Dataset content ▸
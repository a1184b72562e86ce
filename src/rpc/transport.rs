//! TCP listener with newline-delimited JSON framing, one task per
//! connection.

use std::net::SocketAddr;
use std::sync::Arc;

use tokio::io::{AsyncBufReadExt, AsyncWriteExt, BufReader};
use tokio::net::{TcpListener, TcpStream};
use tokio::sync::broadcast;
use tracing::{debug, error, info, warn};

use super::methods::MethodHandler;
use super::protocol::{Request, Response};

/// Both ends of the connection a request came in on.
#[derive(Debug, Clone, Copy, PartialEq, Eq)]
pub struct Peer {
    pub remote: SocketAddr,
    pub local: SocketAddr,
}

pub struct Transport {
    listener: TcpListener,
    handler: Arc<MethodHandler>,
}

impl Transport {
    pub async fn bind(bind_addr: SocketAddr, handler: MethodHandler) -> anyhow::Result<Self> {
        let listener = TcpListener::bind(bind_addr).await?;
        Ok(Self {
            listener,
            handler: Arc::new(handler),
        })
    }

    pub fn local_addr(&self) -> std::io::Result<SocketAddr> {
        self.listener.local_addr()
    }

    /// Accept connections until `shutdown` fires.
    pub async fn listen(&self, mut shutdown: broadcast::Receiver<()>) -> anyhow::Result<()> {
        info!(addr = %self.local_addr()?, "RPC server listening");

        loop {
            tokio::select! {
                accepted = self.listener.accept() => {
                    match accepted {
                        Ok((stream, remote)) => {
                            let local = match stream.local_addr() {
                                Ok(local) => local,
                                Err(e) => {
                                    warn!(peer = %remote, error = %e, "No local address for connection");
                                    continue;
                                }
                            };
                            debug!(peer = %remote, "Client connected");

                            let handler = self.handler.clone();
                            let peer = Peer { remote, local };
                            tokio::spawn(async move {
                                if let Err(e) = handle_connection(stream, peer, handler).await {
                                    debug!(peer = %remote, error = %e, "Connection error");
                                }
                                debug!(peer = %remote, "Client disconnected");
                            });
                        }
                        Err(e) => {
                            error!(error = %e, "Failed to accept connection");
                        }
                    }
                }
                _ = shutdown.recv() => {
                    info!("RPC server shutting down");
                    break;
                }
            }
        }

        Ok(())
    }
}

async fn handle_connection(
    stream: TcpStream,
    peer: Peer,
    handler: Arc<MethodHandler>,
) -> anyhow::Result<()> {
    let (reader, mut writer) = stream.into_split();
    let mut reader = BufReader::new(reader);
    let mut line = String::new();

    loop {
        line.clear();
        if reader.read_line(&mut line).await? == 0 {
            break;
        }

        let trimmed = line.trim();
        if trimmed.is_empty() {
            continue;
        }

        let response = match serde_json::from_str::<Request>(trimmed) {
            Ok(request) => {
                if let Err(msg) = request.validate() {
                    warn!(peer = %peer.remote, error = msg, "Invalid request");
                    let id = request.id.clone().unwrap_or(serde_json::Value::Null);
                    Response::invalid_request(id)
                } else if request.is_notification() {
                    debug!(peer = %peer.remote, method = %request.method, "Notification received");
                    handler.handle(request, peer).await;
                    continue;
                } else {
                    handler.handle(request, peer).await
                }
            }
            Err(e) => {
                warn!(peer = %peer.remote, error = %e, "Parse error");
                Response::parse_error()
            }
        };

        let mut json = serde_json::to_string(&response)?;
        json.push('\n');
        writer.write_all(json.as_bytes()).await?;
    }

    Ok(())
}
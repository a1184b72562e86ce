//! Collaborators reached over JSON-RPC: the pool manager that selects pools
//! and starts movers, and the pools that get kill messages.

use std::collections::HashMap;
use std::net::SocketAddr;
use std::sync::Arc;
use std::sync::atomic::{AtomicUsize, Ordering};

use async_trait::async_trait;
use serde_json::Value;
use tokio::sync::mpsc;
use tracing::{debug, warn};

use crate::core::messaging::{BusError, CellPath, DoorMessage, MessageBus};
use crate::core::selection::{MoverStart, PoolSelector, RetryPolicy, SelectionError, SelectionRequest};
use crate::rpc::{ClientError, RpcClient};

pub const SELECT_METHOD: &str = "pool.select_and_start";

pub struct RpcPoolManager {
    client: RpcClient,
}

impl RpcPoolManager {
    pub fn new(addr: SocketAddr) -> Self {
        Self {
            client: RpcClient::new(addr),
        }
    }
}

/// Errors carrying a backend `rc` keep their cause; a manager that cannot be
/// reached counts as no pool online.
fn selection_error(err: ClientError) -> SelectionError {
    match err {
        ClientError::Rpc(e) => {
            let rc = e
                .data
                .as_ref()
                .and_then(|d| d.get("rc"))
                .and_then(Value::as_i64)
                .and_then(|rc| i32::try_from(rc).ok());
            match rc {
                Some(rc) => SelectionError::from_rc(rc, e.message),
                None => SelectionError::Other {
                    rc: e.code,
                    message: e.message,
                },
            }
        }
        other => SelectionError::NoPoolOnline(other.to_string()),
    }
}

#[async_trait]
impl PoolSelector for RpcPoolManager {
    async fn select_and_start(
        &self,
        request: &SelectionRequest,
        policy: &RetryPolicy,
    ) -> Result<MoverStart, SelectionError> {
        let params = serde_json::to_value(request).map_err(|e| SelectionError::Other {
            rc: -1,
            message: e.to_string(),
        })?;

        policy
            .run(|_| {
                let params = params.clone();
                async move {
                    self.client
                        .call::<MoverStart>(SELECT_METHOD, Some(params))
                        .await
                        .map_err(selection_error)
                }
            })
            .await
    }
}

/// Delivers messages as JSON-RPC notifications from a background task so
/// callers never wait on the network.
pub struct RpcMessageBus {
    routes: HashMap<String, SocketAddr>,
    queue: mpsc::UnboundedSender<(SocketAddr, DoorMessage)>,
    /// Queued or in flight; a failed delivery counts as done.
    pending: Arc<AtomicUsize>,
}

impl RpcMessageBus {
    /// Must be called inside a tokio runtime.
    pub fn spawn(routes: HashMap<String, SocketAddr>) -> Self {
        let (queue, mut rx) = mpsc::unbounded_channel::<(SocketAddr, DoorMessage)>();
        let pending = Arc::new(AtomicUsize::new(0));

        let in_flight = pending.clone();
        tokio::spawn(async move {
            while let Some((addr, message)) = rx.recv().await {
                deliver(addr, message).await;
                in_flight.fetch_sub(1, Ordering::SeqCst);
            }
        });

        Self {
            routes,
            queue,
            pending,
        }
    }
}

async fn deliver(addr: SocketAddr, message: DoorMessage) {
    let params = match serde_json::to_value(&message) {
        Ok(p) => p,
        Err(e) => {
            warn!(error = %e, "Failed to encode message");
            return;
        }
    };
    match RpcClient::new(addr).notify(message.method(), Some(params)).await {
        Ok(()) => debug!(%addr, ?message, "Message delivered"),
        Err(e) => warn!(%addr, ?message, error = %e, "Message delivery failed"),
    }
}

impl MessageBus for RpcMessageBus {
    fn notify(&self, path: &CellPath, message: DoorMessage) -> Result<(), BusError> {
        let destination = path.destination();
        let addr = self
            .routes
            .get(&destination.cell)
            .ok_or_else(|| BusError::NoRoute(destination.to_string()))?;
        self.pending.fetch_add(1, Ordering::SeqCst);
        self.queue.send((*addr, message)).map_err(|_| {
            self.pending.fetch_sub(1, Ordering::SeqCst);
            BusError::Closed
        })
    }

    fn pending(&self) -> usize {
        self.pending.load(Ordering::SeqCst)
    }
}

Exercise description ▸ Find the lines above that hold "ClientError", then copy each of them.

Exercise solution ▸
use crate::rpc::{ClientError, RpcClient};
fn selection_error(err: ClientError) -> SelectionError {
        ClientError::Rpc(e) => {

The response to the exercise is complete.